Qualunque sia la questione scottante del momento (il commercio con l'Iran, la guerra in Iraq, l'appoggio a Israele, la messa a punto di un sistema di difesa missilistico o il riconoscimento della Corte Penale Internazionale), Stati Uniti ed Europa Occidentale si trovano spesso ad assumere delle posizioni opposte.
Gli americani tendono a liquidare gli europei come tremebondi pacifisti, privi di fibra morale o di visione strategica. Gli europei, a loro volta, descrivono gli americani come dei cowboy influenzati da una "cultura di morte".
Queste attitudini correnti vengono generalmente viste come degli immutabili fatti di vita, che derivano dai rispettivi caratteri nazionali. Ma queste differenze sono permanenti. Si ricordi che due secoli fa, quando gli americani agivano con prudenza nei confronti delle rudi potenze europee, i ruoli erano assolutamente invertiti.
I comportamenti attuali, come scrive Robert Kagan in una brillante analisi esposta nelle pagine della Hoover Institution's Policy Review, derivano logicamente da verità più profonde. In particolare, essi sono frutto di due sviluppi avvenuti dopo il 1945 così importanti da passare inosservati:
L'Europa è debole. Nei cinque secoli precedenti il 1945, l'Europa ha dominato il mondo. Minuscoli Stati come il Portogallo e l'Olanda, in seguito presero possesso dei mari. Successivamente, Stati un po' più grandi come la Gran Bretagna e la Spagna costruirono degli imperi in tutti i continenti. Ma erano altri tempi. Oggi, l'Unione Europea spende molto più in spese sociali che in armamenti. Nonostante abbia una popolazione o un'economia abbastanza simile a quella degli Stati Uniti, l'Europa è un "pigmeo militare" che manca della necessaria capacità di gestire una forza militare, anche quando essa ha a che fare con un problema minore nella propria zona (come gli insuccessi dei Balcani hanno rivelato).
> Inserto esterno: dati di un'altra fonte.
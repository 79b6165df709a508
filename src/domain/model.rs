use chrono::{DateTime, Utc};
use serde::{Deserialize, Serialize};
use std::fmt;
use std::path::PathBuf;

/// Composite aircraft reference code: 3 characters of manufacturer, 2 of
/// model and 2 of series, e.g. `2072738`.
#[derive(Debug, Clone, PartialEq, Eq, Hash, PartialOrd, Ord, Serialize, Deserialize)]
pub struct ReferenceCode(String);

impl ReferenceCode {
    pub fn new(code: impl Into<String>) -> Self {
        Self(code.into())
    }

    pub fn as_str(&self) -> &str {
        &self.0
    }

    pub fn manufacturer(&self) -> &str {
        self.part(0, 3)
    }

    pub fn model(&self) -> &str {
        self.part(3, 5)
    }

    pub fn series(&self) -> &str {
        self.part(5, 7)
    }

    fn part(&self, start: usize, end: usize) -> &str {
        let len = self.0.len();
        self.0.get(start.min(len)..end.min(len)).unwrap_or("")
    }
}

impl fmt::Display for ReferenceCode {
    fn fmt(&self, f: &mut fmt::Formatter<'_>) -> fmt::Result {
        f.write_str(&self.0)
    }
}

#[derive(Debug, Clone, PartialEq, Eq)]
pub struct ReferenceRecord {
    pub make: String,
    pub model: String,
    pub year: Option<String>,
}

#[derive(Debug, Clone, PartialEq, Eq)]
pub struct RegistrationRecord {
    pub tail_number: String,
    pub reference_code: ReferenceCode,
    pub year: Option<String>,
    pub owner_name: String,
    pub city: String,
    pub state: String,
    pub mode_s_hex: String,
    pub registrant_type_code: String,
}

#[derive(Debug, Clone, Copy, PartialEq, Eq, Hash, Serialize, Deserialize)]
pub enum RegistrantType {
    Individual,
    Partnership,
    Corporation,
    CoOwned,
    Government,
    Llc,
    NonCitizenCorporation,
    NonCitizenCoOwned,
    Unknown,
}

impl RegistrantType {
    /// FAA `TYPE REGISTRANT` code. Code 6 is unassigned.
    pub fn from_code(code: &str) -> Option<Self> {
        match code {
            "1" => Some(RegistrantType::Individual),
            "2" => Some(RegistrantType::Partnership),
            "3" => Some(RegistrantType::Corporation),
            "4" => Some(RegistrantType::CoOwned),
            "5" => Some(RegistrantType::Government),
            "7" => Some(RegistrantType::Llc),
            "8" => Some(RegistrantType::NonCitizenCorporation),
            "9" => Some(RegistrantType::NonCitizenCoOwned),
            _ => None,
        }
    }

    pub fn label(&self) -> &'static str {
        match self {
            RegistrantType::Individual => "Individual",
            RegistrantType::Partnership => "Partnership",
            RegistrantType::Corporation => "Corporation",
            RegistrantType::CoOwned => "Co-Owned",
            RegistrantType::Government => "Government",
            RegistrantType::Llc => "LLC",
            RegistrantType::NonCitizenCorporation => "Non Citizen Corporation",
            RegistrantType::NonCitizenCoOwned => "Non Citizen Co-Owned",
            RegistrantType::Unknown => "Unknown",
        }
    }
}

impl fmt::Display for RegistrantType {
    fn fmt(&self, f: &mut fmt::Formatter<'_>) -> fmt::Result {
        f.write_str(self.label())
    }
}

#[derive(Debug, Clone, PartialEq, Eq)]
pub struct OutputRow {
    pub tail_number: String,
    pub make: String,
    pub model: String,
    pub year: String,
    pub owner_name: String,
    pub city: String,
    pub state: String,
    pub mode_s_hex: String,
    pub registrant_type: RegistrantType,
}

impl OutputRow {
    pub const HEADER: [&'static str; 9] = [
        "tail_number",
        "make",
        "model",
        "year",
        "owner_name",
        "city",
        "state",
        "mode_s_hex",
        "registrant_type",
    ];

    pub fn fields(&self) -> [&str; 9] {
        [
            &self.tail_number,
            &self.make,
            &self.model,
            &self.year,
            &self.owner_name,
            &self.city,
            &self.state,
            &self.mode_s_hex,
            self.registrant_type.label(),
        ]
    }
}

/// What happens to a registration whose reference code is not indexed.
#[derive(Debug, Clone, Copy, Default, PartialEq, Eq, Serialize, Deserialize)]
#[cfg_attr(feature = "cli", derive(clap::ValueEnum))]
#[serde(rename_all = "lowercase")]
pub enum UnresolvedPolicy {
    /// Keep the row with empty make and model
    #[default]
    Blank,
    /// Skip the row
    Drop,
    /// Keep the row with make and model set to "Unknown"
    Unknown,
}

impl UnresolvedPolicy {
    pub fn as_str(&self) -> &'static str {
        match self {
            UnresolvedPolicy::Blank => "blank",
            UnresolvedPolicy::Drop => "drop",
            UnresolvedPolicy::Unknown => "unknown",
        }
    }
}

#[derive(Debug, Clone, PartialEq, Eq)]
pub enum SourceMode {
    Download {
        url: String,
    },
    Local {
        registration: PathBuf,
        reference: PathBuf,
    },
}

impl fmt::Display for SourceMode {
    fn fmt(&self, f: &mut fmt::Formatter<'_>) -> fmt::Result {
        match self {
            SourceMode::Download { url } => write!(f, "{}", url),
            SourceMode::Local {
                registration,
                reference,
            } => write!(f, "{} + {}", registration.display(), reference.display()),
        }
    }
}

/// Raw bytes of the two FAA files.
#[derive(Debug, Clone)]
pub struct SourceFiles {
    pub registration: Vec<u8>,
    pub reference: Vec<u8>,
}

/// A record that was skipped or degraded without stopping the run.
#[derive(Debug, Clone, PartialEq, Eq, Serialize, Deserialize)]
#[serde(tag = "kind", rename_all = "snake_case")]
pub enum RecordIssue {
    MalformedReference { line: u64, reason: String },
    MalformedRegistration { line: u64, reason: String },
    UnresolvedReference {
        line: u64,
        tail_number: String,
        code: ReferenceCode,
        known_manufacturer: bool,
    },
    UnmappedRegistrantType { line: u64, tail_number: String, code: String },
}

impl fmt::Display for RecordIssue {
    fn fmt(&self, f: &mut fmt::Formatter<'_>) -> fmt::Result {
        match self {
            RecordIssue::MalformedReference { line, reason } => {
                write!(f, "reference line {}: {}", line, reason)
            }
            RecordIssue::MalformedRegistration { line, reason } => {
                write!(f, "registration line {}: {}", line, reason)
            }
            RecordIssue::UnresolvedReference {
                line,
                tail_number,
                code,
                known_manufacturer,
            } => {
                write!(
                    f,
                    "registration line {} ({}): reference code '{}' not found",
                    line, tail_number, code
                )?;
                if *known_manufacturer {
                    write!(
                        f,
                        " (manufacturer {} known, model {} series {} missing)",
                        code.manufacturer(),
                        code.model(),
                        code.series()
                    )
                } else {
                    write!(f, " (unknown manufacturer {})", code.manufacturer())
                }
            }
            RecordIssue::UnmappedRegistrantType {
                line,
                tail_number,
                code,
            } => write!(
                f,
                "registration line {} ({}): registrant type '{}' mapped to Unknown",
                line, tail_number, code
            ),
        }
    }
}

#[derive(Debug, Clone, Default, PartialEq, Eq, Serialize, Deserialize)]
pub struct ProcessingStats {
    pub reference_rows: u64,
    pub reference_entries: u64,
    pub duplicate_reference_codes: u64,
    pub malformed_reference_rows: u64,
    pub registration_rows: u64,
    pub malformed_registration_rows: u64,
    pub unresolved_references: u64,
    pub dropped_rows: u64,
    pub unmapped_registrant_types: u64,
    pub rows_emitted: u64,
    pub samples: Vec<RecordIssue>,
}

impl ProcessingStats {
    pub const MAX_SAMPLES: usize = 10;

    /// Counts the issue and keeps it as a sample while there is room.
    pub fn record(&mut self, issue: RecordIssue) {
        match &issue {
            RecordIssue::MalformedReference { .. } => self.malformed_reference_rows += 1,
            RecordIssue::MalformedRegistration { .. } => self.malformed_registration_rows += 1,
            RecordIssue::UnresolvedReference { .. } => self.unresolved_references += 1,
            RecordIssue::UnmappedRegistrantType { .. } => self.unmapped_registrant_types += 1,
        }

        if self.samples.len() < Self::MAX_SAMPLES {
            tracing::warn!("{}", issue);
            self.samples.push(issue);
        } else {
            tracing::debug!("{}", issue);
        }
    }

    pub fn skipped_rows(&self) -> u64 {
        self.malformed_registration_rows + self.dropped_rows
    }
}

#[derive(Debug, Clone)]
pub struct TransformResult {
    pub rows: Vec<OutputRow>,
    pub stats: ProcessingStats,
}

#[derive(Debug, Clone, Serialize, Deserialize)]
pub struct RunSummary {
    pub source: String,
    pub output_path: String,
    pub unresolved_policy: UnresolvedPolicy,
    pub stats: ProcessingStats,
    pub started_at: DateTime<Utc>,
    pub finished_at: DateTime<Utc>,
}

#[cfg(test)]
mod tests {
    use super::*;

    #[test]
    fn test_registrant_type_table() {
        let expected = [
            ("1", "Individual"),
            ("2", "Partnership"),
            ("3", "Corporation"),
            ("4", "Co-Owned"),
            ("5", "Government"),
            ("7", "LLC"),
            ("8", "Non Citizen Corporation"),
            ("9", "Non Citizen Co-Owned"),
        ];
        for (code, label) in expected {
            assert_eq!(RegistrantType::from_code(code).unwrap().label(), label);
        }

        for code in ["", "0", "6", "10", "A", " 1"] {
            assert!(RegistrantType::from_code(code).is_none(), "code {:?}", code);
        }
    }

    #[test]
    fn test_reference_code_parts() {
        let code = ReferenceCode::new("2072738");
        assert_eq!(code.manufacturer(), "207");
        assert_eq!(code.model(), "27");
        assert_eq!(code.series(), "38");

        let short = ReferenceCode::new("X");
        assert_eq!(short.manufacturer(), "X");
        assert_eq!(short.model(), "");
        assert_eq!(short.series(), "");
    }

    #[test]
    fn test_unresolved_reference_names_code_parts() {
        let issue = RecordIssue::UnresolvedReference {
            line: 4,
            tail_number: "N777".to_string(),
            code: ReferenceCode::new("2072799"),
            known_manufacturer: true,
        };
        assert_eq!(
            issue.to_string(),
            "registration line 4 (N777): reference code '2072799' not found (manufacturer 207 known, model 27 series 99 missing)"
        );

        let issue = RecordIssue::UnresolvedReference {
            line: 5,
            tail_number: "N8".to_string(),
            code: ReferenceCode::new("9990101"),
            known_manufacturer: false,
        };
        assert!(issue.to_string().ends_with("(unknown manufacturer 999)"));

        let json = serde_json::to_value(&issue).unwrap();
        assert_eq!(json["kind"], "unresolved_reference");
        assert_eq!(json["code"], "9990101");
        assert_eq!(json["known_manufacturer"], false);
    }

    #[test]
    fn test_output_row_fields_follow_header_order() {
        let row = OutputRow {
            tail_number: "N12345".to_string(),
            make: "Cessna".to_string(),
            model: "172".to_string(),
            year: "1998".to_string(),
            owner_name: "Jane Doe".to_string(),
            city: "Austin".to_string(),
            state: "TX".to_string(),
            mode_s_hex: "A1B2C3".to_string(),
            registrant_type: RegistrantType::Government,
        };
        assert_eq!(
            row.fields().join("|"),
            "N12345|Cessna|172|1998|Jane Doe|Austin|TX|A1B2C3|Government"
        );
        assert_eq!(
            OutputRow::HEADER.join("|"),
            "tail_number|make|model|year|owner_name|city|state|mode_s_hex|registrant_type"
        );
    }

    #[test]
    fn test_stats_keep_bounded_samples() {
        let mut stats = ProcessingStats::default();
        for line in 0..25 {
            stats.record(RecordIssue::MalformedRegistration {
                line,
                reason: "wrong field count".to_string(),
            });
        }
        assert_eq!(stats.malformed_registration_rows, 25);
        assert_eq!(stats.samples.len(), ProcessingStats::MAX_SAMPLES);
        assert_eq!(stats.skipped_rows(), 25);
    }
}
Al contrario, gli americani hanno continuato a investire in modo massiccio nella loro difesa, creando una vera superpotenza che nessun altro Stato è in grado di sfidare. "In termini militari c'è solo un attore che conta sul campo", osserva lo storico Paul Kennedy, della Yale University. Per ciò che concerne questo contrasto tra gli Stati Uniti e il resto del mondo, Kennedy constata che "non è mai esistita una disparità di forze come questa".
Questo enorme divario nelle capacità induce europei ed americani ad affrontare i problemi in modo molto diverso. Essendo forti, è prevedibile che gli americani considerino normale e legittimo l'uso della forza contro Stati nemici come l'Iraq. Da deboli, gli europei, in modo non meno prevedibile, ritengono che questo approccio sia inquietante e perfino immorale.
L'Europa è post-moderna. Nel corso degli ottanta anni precedenti il 1945, il demone dell'aggressione tedesca ha infestato l'Europa, provocando due guerre mondiali. In seguito, attraverso un lungo processo di negoziati e di multilateralismo, che ha costruito dei legami commerciali e che è ricorso al diritto internazionale, gli europei hanno elaborato ciò che Kagan definisce "probabilmente la più grande impresa di politica internazionale mai realizzata", integrando la Germania in un sistema totalmente pacifico di Stati europei occidentali.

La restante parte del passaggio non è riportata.